**Aim of the task**
From the records, return each line that has the word "bool" in it.
»»
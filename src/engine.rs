// Polyphonic voice engine: envelope-shaped oscillators through per-voice
// lowpass filters into a shared master chain, rendered as mono f32.

use std::f32::consts::TAU;

use crate::pitch;

// ---------------------------------------------------------------------------
// Constants
// ---------------------------------------------------------------------------

pub const MAX_POLYPHONY: usize = 16;

/// Headroom applied to the voice mix before the master chain.
const MIX_GAIN: f32 = 0.8;

const MASTER_HP_FREQ: f32 = 100.0;
const MASTER_LP_FREQ: f32 = 10_000.0;
const MASTER_Q: f32 = std::f32::consts::FRAC_1_SQRT_2;

/// Selectable master volume, loudest first.
pub const VOLUME_LEVELS: [f32; 4] = [0.9, 0.675, 0.45, 0.225];

/// A release ramp ends when the level falls below this.
const RELEASE_FLOOR: f32 = 1.0e-4;

// Organ partial amplitudes (fundamental first) and wavetable size.
const ORGAN_PARTIALS: [f32; 4] = [1.0, 0.15, 0.10, 0.05];
const ORGAN_TABLE_LEN: usize = 2048;

// Organ vibrato: rate ramps 4 to 6 Hz over the first 1.5 s, depth in Hz.
const VIB_RATE_LO: f32 = 4.0;
const VIB_RATE_HI: f32 = 6.0;
const VIB_RAMP_SECS: f32 = 1.5;
const VIB_DEPTH_HZ: f32 = 2.5;

// ---------------------------------------------------------------------------
// Timbres
// ---------------------------------------------------------------------------

#[derive(Clone, Copy, Debug, PartialEq, Eq)]
pub enum Timbre {
    Sine,
    Triangle,
    Square,
    Sawtooth,
    Organ,
}

struct Profile {
    attack:      f32,
    decay:       f32,
    sustain:     f32,
    release:     f32,
    filter_freq: f32,
    filter_q:    f32,
}

impl Timbre {
    pub fn from_name(name: &str) -> Option<Timbre> {
        let timbre = match name {
            "sine"     => Timbre::Sine,
            "triangle" => Timbre::Triangle,
            "square"   => Timbre::Square,
            "sawtooth" => Timbre::Sawtooth,
            "organ"    => Timbre::Organ,
            _ => return None,
        };
        Some(timbre)
    }

    pub fn name(self) -> &'static str {
        match self {
            Timbre::Sine     => "sine",
            Timbre::Triangle => "triangle",
            Timbre::Square   => "square",
            Timbre::Sawtooth => "sawtooth",
            Timbre::Organ    => "organ",
        }
    }

    fn profile(self) -> Profile {
        let filter_freq = match self {
            Timbre::Square | Timbre::Sawtooth => 6_000.0,
            _ => 8_000.0,
        };
        Profile {
            attack:  0.02,
            decay:   0.1,
            sustain: 0.7,
            release: 0.3,
            filter_freq,
            filter_q: 0.7,
        }
    }
}

// ---------------------------------------------------------------------------
// Envelope
// ---------------------------------------------------------------------------

#[derive(Clone, Copy, Debug, PartialEq, Eq)]
pub enum Stage {
    Attack,
    Decay,
    Sustain,
    Release,
}

/// Linear attack-decay-sustain-release, advanced one sample at a time.
/// The release slope is fixed at note-off from the level the voice held
/// at that moment.
struct Envelope {
    stage:        Stage,
    level:        f32,
    peak:         f32,
    sustain:      f32,
    attack_step:  f32,
    decay_step:   f32,
    release_step: f32,
}

impl Envelope {
    fn new(profile: &Profile, peak: f32, sample_rate: f32) -> Envelope {
        Envelope {
            stage:        Stage::Attack,
            level:        0.0,
            peak,
            sustain:      profile.sustain * peak,
            attack_step:  peak / (profile.attack * sample_rate),
            decay_step:   peak * (1.0 - profile.sustain) / (profile.decay * sample_rate),
            release_step: 0.0,
        }
    }

    fn release(&mut self, release_secs: f32, sample_rate: f32) {
        self.release_step = self.level / (release_secs * sample_rate);
        self.stage = Stage::Release;
    }

    fn next(&mut self) -> f32 {
        match self.stage {
            Stage::Attack => {
                self.level += self.attack_step;
                if self.level >= self.peak {
                    self.level = self.peak;
                    self.stage = Stage::Decay;
                }
            }
            Stage::Decay => {
                self.level -= self.decay_step;
                if self.level <= self.sustain {
                    self.level = self.sustain;
                    self.stage = Stage::Sustain;
                }
            }
            Stage::Sustain => {}
            Stage::Release => {
                self.level -= self.release_step;
                if self.level < RELEASE_FLOOR {
                    self.level = 0.0;
                }
            }
        }
        self.level
    }

    fn is_done(&self) -> bool {
        self.stage == Stage::Release && self.level <= 0.0
    }
}

// ---------------------------------------------------------------------------
// Vibrato LFO (organ only)
// ---------------------------------------------------------------------------

#[derive(Default)]
struct Vibrato {
    phase:   f32, // 0..1, wraps each cycle
    elapsed: f32, // seconds since voice start
}

impl Vibrato {
    /// Frequency offset in Hz for the next sample.
    fn next(&mut self, sample_rate: f32) -> f32 {
        let rate = if self.elapsed >= VIB_RAMP_SECS {
            VIB_RATE_HI
        } else {
            VIB_RATE_LO + (VIB_RATE_HI - VIB_RATE_LO) * self.elapsed / VIB_RAMP_SECS
        };
        let out = VIB_DEPTH_HZ * (TAU * self.phase).sin();
        self.phase += rate / sample_rate;
        self.phase -= self.phase.floor();
        self.elapsed += 1.0 / sample_rate;
        out
    }
}

// ---------------------------------------------------------------------------
// Biquad filter (RBJ cookbook)
// ---------------------------------------------------------------------------

#[derive(Clone, Copy, Default)]
struct Biquad {
    b0: f32, b1: f32, b2: f32,
    a1: f32, a2: f32,
    x1: f32, x2: f32,
    y1: f32, y2: f32,
}

impl Biquad {
    fn lowpass(sample_rate: f32, freq: f32, q: f32) -> Biquad {
        let (sin, cos) = (TAU * freq / sample_rate).sin_cos();
        let alpha = sin / (2.0 * q);
        let a0 = 1.0 + alpha;
        Biquad {
            b0: (1.0 - cos) / 2.0 / a0,
            b1: (1.0 - cos) / a0,
            b2: (1.0 - cos) / 2.0 / a0,
            a1: -2.0 * cos / a0,
            a2: (1.0 - alpha) / a0,
            ..Biquad::default()
        }
    }

    fn highpass(sample_rate: f32, freq: f32, q: f32) -> Biquad {
        let (sin, cos) = (TAU * freq / sample_rate).sin_cos();
        let alpha = sin / (2.0 * q);
        let a0 = 1.0 + alpha;
        Biquad {
            b0: (1.0 + cos) / 2.0 / a0,
            b1: -(1.0 + cos) / a0,
            b2: (1.0 + cos) / 2.0 / a0,
            a1: -2.0 * cos / a0,
            a2: (1.0 - alpha) / a0,
            ..Biquad::default()
        }
    }

    fn process(&mut self, x: f32) -> f32 {
        let y = self.b0 * x + self.b1 * self.x1 + self.b2 * self.x2
            - self.a1 * self.y1 - self.a2 * self.y2;
        self.x2 = self.x1;
        self.x1 = x;
        self.y2 = self.y1;
        self.y1 = y;
        y
    }
}

// ---------------------------------------------------------------------------
// Compressor
// ---------------------------------------------------------------------------

/// Soft-knee feed-forward compressor with smoothed level detection.
/// Fixed settings: -24 dB threshold, 30 dB knee, 4:1 ratio, 10 ms
/// attack, 250 ms release.
struct Compressor {
    threshold:     f32, // dB
    knee:          f32, // dB
    ratio:         f32,
    attack_coeff:  f32,
    release_coeff: f32,
    envelope_db:   f32,
}

impl Compressor {
    fn new(sample_rate: f32) -> Compressor {
        Compressor {
            threshold:     -24.0,
            knee:          30.0,
            ratio:         4.0,
            attack_coeff:  (-1.0 / (0.010 * sample_rate)).exp(),
            release_coeff: (-1.0 / (0.250 * sample_rate)).exp(),
            envelope_db:   -120.0,
        }
    }

    fn process(&mut self, x: f32) -> f32 {
        let level_db = 20.0 * x.abs().max(1.0e-6).log10();
        let coeff = if level_db > self.envelope_db {
            self.attack_coeff
        } else {
            self.release_coeff
        };
        self.envelope_db = coeff * self.envelope_db + (1.0 - coeff) * level_db;

        let e = self.envelope_db;
        let half = self.knee / 2.0;
        let out_db = if e <= self.threshold - half {
            e
        } else if e >= self.threshold + half {
            self.threshold + (e - self.threshold) / self.ratio
        } else {
            let over = e - self.threshold + half;
            e + (1.0 / self.ratio - 1.0) * over * over / (2.0 * self.knee)
        };
        x * 10.0_f32.powf((out_db - e) / 20.0)
    }
}

// ---------------------------------------------------------------------------
// Voices
// ---------------------------------------------------------------------------

struct Voice {
    note:    String,
    timbre:  Timbre,
    freq:    f32,
    phase:   f32, // 0..1, wraps each cycle
    env:     Envelope,
    filter:  Biquad,
    vibrato: Option<Vibrato>,
}

impl Voice {
    fn next_sample(&mut self, sample_rate: f32, organ_wave: &[f32]) -> f32 {
        let gain = self.env.next();
        let mut freq = self.freq;
        if let Some(vib) = &mut self.vibrato {
            freq += vib.next(sample_rate);
        }
        let raw = wave_sample(self.timbre, self.phase, organ_wave);
        self.phase += freq / sample_rate;
        self.phase -= self.phase.floor();
        self.filter.process(raw) * gain
    }
}

fn wave_sample(timbre: Timbre, phase: f32, organ_wave: &[f32]) -> f32 {
    match timbre {
        Timbre::Sine => (TAU * phase).sin(),
        Timbre::Triangle => {
            if phase < 0.25 {
                4.0 * phase
            } else if phase < 0.75 {
                2.0 - 4.0 * phase
            } else {
                4.0 * phase - 4.0
            }
        }
        Timbre::Square => {
            if phase < 0.5 { 1.0 } else { -1.0 }
        }
        Timbre::Sawtooth => {
            if phase < 0.5 { 2.0 * phase } else { 2.0 * phase - 2.0 }
        }
        Timbre::Organ => {
            let pos = phase * organ_wave.len() as f32;
            let i = pos as usize % organ_wave.len();
            let j = (i + 1) % organ_wave.len();
            organ_wave[i] + (organ_wave[j] - organ_wave[i]) * (pos - pos.floor())
        }
    }
}

/// Fixed additive wavetable for the organ timbre, peak-normalized.
fn build_organ_wave() -> Vec<f32> {
    let mut table = vec![0.0f32; ORGAN_TABLE_LEN];
    for (i, sample) in table.iter_mut().enumerate() {
        let phi = TAU * i as f32 / ORGAN_TABLE_LEN as f32;
        *sample = ORGAN_PARTIALS
            .iter()
            .enumerate()
            .map(|(k, &amp)| amp * ((k + 1) as f32 * phi).cos())
            .sum();
    }
    let peak = table.iter().fold(0.0f32, |m, &v| m.max(v.abs()));
    for sample in &mut table {
        *sample /= peak;
    }
    table
}

// ---------------------------------------------------------------------------
// Engine
// ---------------------------------------------------------------------------

/// The voice pool and master chain. At most one active voice per note
/// string and at most MAX_POLYPHONY active voices; starting a 17th note
/// silences the oldest. Released voices leave the pool at once but keep
/// rendering until their release ramp lands.
pub struct Engine {
    sample_rate: f32,
    timbre:      Timbre,
    volume_step: usize,
    voices:      Vec<Voice>, // active, oldest first
    tails:       Vec<Voice>, // released, ringing out
    organ_wave:  Vec<f32>,   // built on first organ voice
    master_hp:   Biquad,
    master_lp:   Biquad,
    compressor:  Compressor,
}

impl Engine {
    pub fn new(sample_rate: f32) -> Engine {
        Engine {
            sample_rate,
            timbre:      Timbre::Triangle,
            volume_step: 0,
            voices:      Vec::new(),
            tails:       Vec::new(),
            organ_wave:  Vec::new(),
            master_hp:   Biquad::highpass(sample_rate, MASTER_HP_FREQ, MASTER_Q),
            master_lp:   Biquad::lowpass(sample_rate, MASTER_LP_FREQ, MASTER_Q),
            compressor:  Compressor::new(sample_rate),
        }
    }

    pub fn timbre(&self) -> Timbre {
        self.timbre
    }

    pub fn set_timbre(&mut self, timbre: Timbre) {
        self.timbre = timbre;
    }

    pub fn volume_step(&self) -> usize {
        self.volume_step
    }

    /// Selects one of the VOLUME_LEVELS entries.
    pub fn set_volume_step(&mut self, step: usize) {
        if step < VOLUME_LEVELS.len() {
            self.volume_step = step;
        }
    }

    /// Starts a voice for `note` at the given peak gain. A note already
    /// sounding is cut dead and restarted from the top of its attack;
    /// when the pool is full the oldest voice is cut to make room.
    pub fn start(&mut self, note: &str, velocity: f32) {
        if let Some(i) = self.voices.iter().position(|v| v.note == note) {
            self.voices.remove(i);
        }
        if self.voices.len() >= MAX_POLYPHONY {
            self.voices.remove(0);
        }
        let voice = self.make_voice(note, velocity);
        self.voices.push(voice);
    }

    /// Releases `note`. Unknown notes are ignored. The release time is
    /// read from the timbre selected now, not the one the voice started
    /// with.
    pub fn stop(&mut self, note: &str) {
        let Some(i) = self.voices.iter().position(|v| v.note == note) else {
            return;
        };
        let mut voice = self.voices.remove(i);
        let release = self.timbre.profile().release;
        voice.env.release(release, self.sample_rate);
        self.tails.push(voice);
    }

    pub fn active_len(&self) -> usize {
        self.voices.len()
    }

    /// Active notes, oldest first.
    pub fn active_notes(&self) -> Vec<&str> {
        self.voices.iter().map(|v| v.note.as_str()).collect()
    }

    pub fn stage_of(&self, note: &str) -> Option<Stage> {
        self.voices.iter().find(|v| v.note == note).map(|v| v.env.stage)
    }

    pub fn tail_count(&self) -> usize {
        self.tails.len()
    }

    /// True once nothing is sounding, release tails included.
    pub fn is_quiet(&self) -> bool {
        self.voices.is_empty() && self.tails.is_empty()
    }

    /// Fills `out` with mono frames: voice mix, headroom, highpass,
    /// lowpass, compressor, master volume.
    pub fn render(&mut self, out: &mut [f32]) {
        let volume = VOLUME_LEVELS[self.volume_step];
        for frame in out.iter_mut() {
            let mut mix = 0.0;
            for voice in self.voices.iter_mut().chain(self.tails.iter_mut()) {
                mix += voice.next_sample(self.sample_rate, &self.organ_wave);
            }
            let s = self.master_hp.process(mix * MIX_GAIN);
            let s = self.master_lp.process(s);
            let s = self.compressor.process(s);
            *frame = s * volume;
        }
        self.tails.retain(|v| !v.env.is_done());
    }

    fn make_voice(&mut self, note: &str, velocity: f32) -> Voice {
        let profile = self.timbre.profile();
        let vibrato = match self.timbre {
            Timbre::Organ => {
                if self.organ_wave.is_empty() {
                    self.organ_wave = build_organ_wave();
                }
                Some(Vibrato::default())
            }
            _ => None,
        };
        Voice {
            note:    note.to_string(),
            timbre:  self.timbre,
            freq:    pitch::freq_of(note),
            phase:   0.0,
            env:     Envelope::new(&profile, velocity, self.sample_rate),
            filter:  Biquad::lowpass(self.sample_rate, profile.filter_freq, profile.filter_q),
            vibrato,
        }
    }
}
««
**Completed exercise**
    fn is_done(&self) -> bool {
    pub fn is_quiet(&self) -> bool {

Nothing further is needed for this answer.